Exercise aim — Show all the lines in the data below that include the word "with".

Given data —
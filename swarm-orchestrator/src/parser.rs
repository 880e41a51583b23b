//! Requirement parser.
//!
//! Classifies free text into typed requirement modules by case-insensitive
//! keyword matching. Deterministic and free of I/O.
//!
//! Module ids are assigned as `mod-1`, `mod-2`, ... in the order frontend,
//! backend, database, qa, security. QA and security modules are always
//! present: QA depends on every module before it, security on every
//! non-QA module.

use crate::models::{ModuleType, ParsedRequirement, Priority, RequirementModule};

const UI_KEYWORDS: &[&str] = &[
    "ui", "interface", "frontend", "react", "component", "page", "form", "button", "display",
    "view", "screen", "dashboard", "mobile", "web",
];

const BACKEND_KEYWORDS: &[&str] = &[
    "api",
    "backend",
    "server",
    "endpoint",
    "rest",
    "graphql",
    "service",
    "authentication",
    "authorization",
    "route",
    "controller",
    "middleware",
];

const DATA_KEYWORDS: &[&str] = &[
    "database", "db", "mongodb", "schema", "model", "collection", "data", "store", "persist",
    "query", "mongoose",
];

fn mentions(text: &str, keywords: &[&str]) -> bool {
    let lower = text.to_lowercase();
    keywords.iter().any(|keyword| lower.contains(keyword))
}

/// Sentences of `text` (split on runs of `.`, `!`, `?`) that mention any keyword.
fn matching_sentences(text: &str, keywords: &[&str]) -> Vec<String> {
    text.split(['.', '!', '?'])
        .map(str::trim)
        .filter(|sentence| !sentence.is_empty() && mentions(sentence, keywords))
        .map(str::to_string)
        .collect()
}

fn describe(text: &str, keywords: &[&str], lead: &str, fallback: &str) -> String {
    let sentences = matching_sentences(text, keywords);
    if sentences.is_empty() {
        fallback.to_string()
    } else {
        format!("{}: {}", lead, sentences.join(". "))
    }
}

fn acceptance_criteria(text: &str, module_type: ModuleType) -> Vec<String> {
    let criteria: &[&str] = match module_type {
        ModuleType::Frontend => &[
            "UI components are responsive and mobile-friendly",
            "All user interactions work as expected",
        ],
        ModuleType::Backend => &[
            "All API endpoints return correct responses",
            "Error handling is implemented",
            "Authentication and authorization work correctly",
        ],
        ModuleType::Database => &[
            "Schema is properly structured and normalized",
            "Indexes are created for optimal performance",
            "Data validation rules are enforced",
        ],
        ModuleType::Qa => &["All tests pass", "Code meets quality standards"],
        ModuleType::Security => &[
            "No critical vulnerabilities",
            "Security best practices followed",
        ],
        ModuleType::Infrastructure => &[
            "Environments are reproducible",
            "Deployment is automated",
        ],
    };

    let mut criteria: Vec<String> = criteria.iter().map(|c| c.to_string()).collect();
    if module_type == ModuleType::Frontend && text.to_lowercase().contains("form") {
        criteria.push("Form validation works correctly".to_string());
    }
    criteria
}

/// Extract cross-cutting constraints from the request text.
pub fn extract_constraints(text: &str) -> Vec<String> {
    let lower = text.to_lowercase();
    let mut constraints = Vec::new();

    if lower.contains("mobile") {
        constraints.push("Must be mobile-friendly".to_string());
    }
    if lower.contains("secure") || lower.contains("security") {
        constraints.push("Must follow security best practices".to_string());
    }
    if lower.contains("fast") || lower.contains("performance") {
        constraints.push("Must be optimized for performance".to_string());
    }

    constraints
}

/// Keyword-driven requirement parser.
#[derive(Debug, Clone, Copy, Default)]
pub struct RequirementParser;

impl RequirementParser {
    pub fn new() -> Self {
        Self
    }

    /// Parse free text into requirement modules and constraints.
    pub fn parse(&self, text: &str) -> ParsedRequirement {
        let mut modules: Vec<RequirementModule> = Vec::new();
        let mut next_id = 1usize;
        let mut module = |module_type: ModuleType,
                          title: &str,
                          description: String,
                          dependencies: Vec<String>| {
            let id = format!("mod-{}", next_id);
            next_id += 1;
            RequirementModule {
                id,
                title: title.to_string(),
                description,
                module_type,
                assigned_role: module_type.default_role(),
                priority: Priority::High,
                dependencies,
                acceptance_criteria: acceptance_criteria(text, module_type),
            }
        };

        if mentions(text, UI_KEYWORDS) {
            modules.push(module(
                ModuleType::Frontend,
                "User Interface",
                describe(
                    text,
                    UI_KEYWORDS,
                    "Build a user interface that",
                    "Build a user interface for the application",
                ),
                Vec::new(),
            ));
        }

        if mentions(text, BACKEND_KEYWORDS) {
            modules.push(module(
                ModuleType::Backend,
                "Backend API",
                describe(
                    text,
                    BACKEND_KEYWORDS,
                    "Build a backend API that",
                    "Build a RESTful API backend",
                ),
                Vec::new(),
            ));
        }

        if mentions(text, DATA_KEYWORDS) {
            let data = module(
                ModuleType::Database,
                "Data Model",
                describe(
                    text,
                    DATA_KEYWORDS,
                    "Design a database schema that",
                    "Design appropriate database schemas",
                ),
                Vec::new(),
            );
            // The API is built on top of the data model.
            if let Some(backend) = modules
                .iter_mut()
                .find(|m| m.module_type == ModuleType::Backend)
            {
                backend.dependencies.push(data.id.clone());
            }
            modules.push(data);
        }

        let qa_deps: Vec<String> = modules.iter().map(|m| m.id.clone()).collect();
        let qa = module(
            ModuleType::Qa,
            "Quality Assurance",
            "Validate and test all generated code".to_string(),
            qa_deps,
        );
        modules.push(qa);

        let security_deps: Vec<String> = modules
            .iter()
            .filter(|m| m.module_type != ModuleType::Qa)
            .map(|m| m.id.clone())
            .collect();
        let security = module(
            ModuleType::Security,
            "Security Review",
            "Perform security audit on generated code".to_string(),
            security_deps,
        );
        modules.push(security);

        ParsedRequirement {
            modules,
            overall_goal: text.to_string(),
            constraints: extract_constraints(text),
        }
    }
}

/// Parse with the default parser.
pub fn parse_requirement(text: &str) -> ParsedRequirement {
    RequirementParser::new().parse(text)
}

#[cfg(test)]
mod tests {
    use super::*;
    use crate::models::AgentRole;

    #[test]
    fn test_full_stack_request() {
        let parsed = parse_requirement("Build a REST API with MongoDB and React frontend");
        let types: Vec<ModuleType> = parsed.modules.iter().map(|m| m.module_type).collect();
        assert_eq!(
            types,
            vec![
                ModuleType::Frontend,
                ModuleType::Backend,
                ModuleType::Database,
                ModuleType::Qa,
                ModuleType::Security
            ]
        );

        let backend = parsed.module(ModuleType::Backend).unwrap();
        let database = parsed.module(ModuleType::Database).unwrap();
        assert!(backend.dependencies.contains(&database.id));

        let security = parsed.module(ModuleType::Security).unwrap();
        assert_eq!(security.dependencies, vec!["mod-1", "mod-2", "mod-3"]);

        let qa = parsed.module(ModuleType::Qa).unwrap();
        assert_eq!(qa.dependencies, vec!["mod-1", "mod-2", "mod-3"]);
        assert_eq!(qa.id, "mod-4");
        assert_eq!(security.id, "mod-5");
    }

    #[test]
    fn test_sentence_extraction() {
        let parsed = parse_requirement(
            "Users log in with a form. Orders are kept for a year! Admins get a dashboard?",
        );
        let frontend = parsed.module(ModuleType::Frontend).unwrap();
        assert_eq!(
            frontend.description,
            "Build a user interface that: Users log in with a form. Admins get a dashboard"
        );
        assert!(
            frontend
                .acceptance_criteria
                .contains(&"Form validation works correctly".to_string())
        );
    }

    #[test]
    fn test_plain_text_still_gets_qa_and_security() {
        let parsed = parse_requirement("Something nice");
        assert_eq!(parsed.modules.len(), 2);
        assert_eq!(parsed.modules[0].module_type, ModuleType::Qa);
        assert!(parsed.modules[0].dependencies.is_empty());
        assert_eq!(parsed.modules[1].module_type, ModuleType::Security);
        assert!(parsed.modules[1].dependencies.is_empty());
    }

    #[test]
    fn test_roles_follow_module_types() {
        let parsed = parse_requirement("A dashboard backed by a database");
        let data = parsed.module(ModuleType::Database).unwrap();
        assert_eq!(data.assigned_role, AgentRole::Data);
        assert_eq!(data.acceptance_criteria.len(), 3);
    }

    #[test]
    fn test_constraints() {
        let constraints = extract_constraints("A fast, secure mobile app");
        assert_eq!(
            constraints,
            vec![
                "Must be mobile-friendly",
                "Must follow security best practices",
                "Must be optimized for performance"
            ]
        );
        assert!(extract_constraints("plain").is_empty());
    }

    #[test]
    fn test_overall_goal_is_echoed() {
        let text = "Expose an endpoint";
        assert_eq!(parse_requirement(text).overall_goal, text);
    }
}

The completed task —
/// Parse with the default parser.
        let parsed = parse_requirement("Build a REST API with MongoDB and React frontend");
            "Users log in with a form. Orders are kept for a year! Admins get a dashboard?",
            "Build a user interface that: Users log in with a form. Admins get a dashboard"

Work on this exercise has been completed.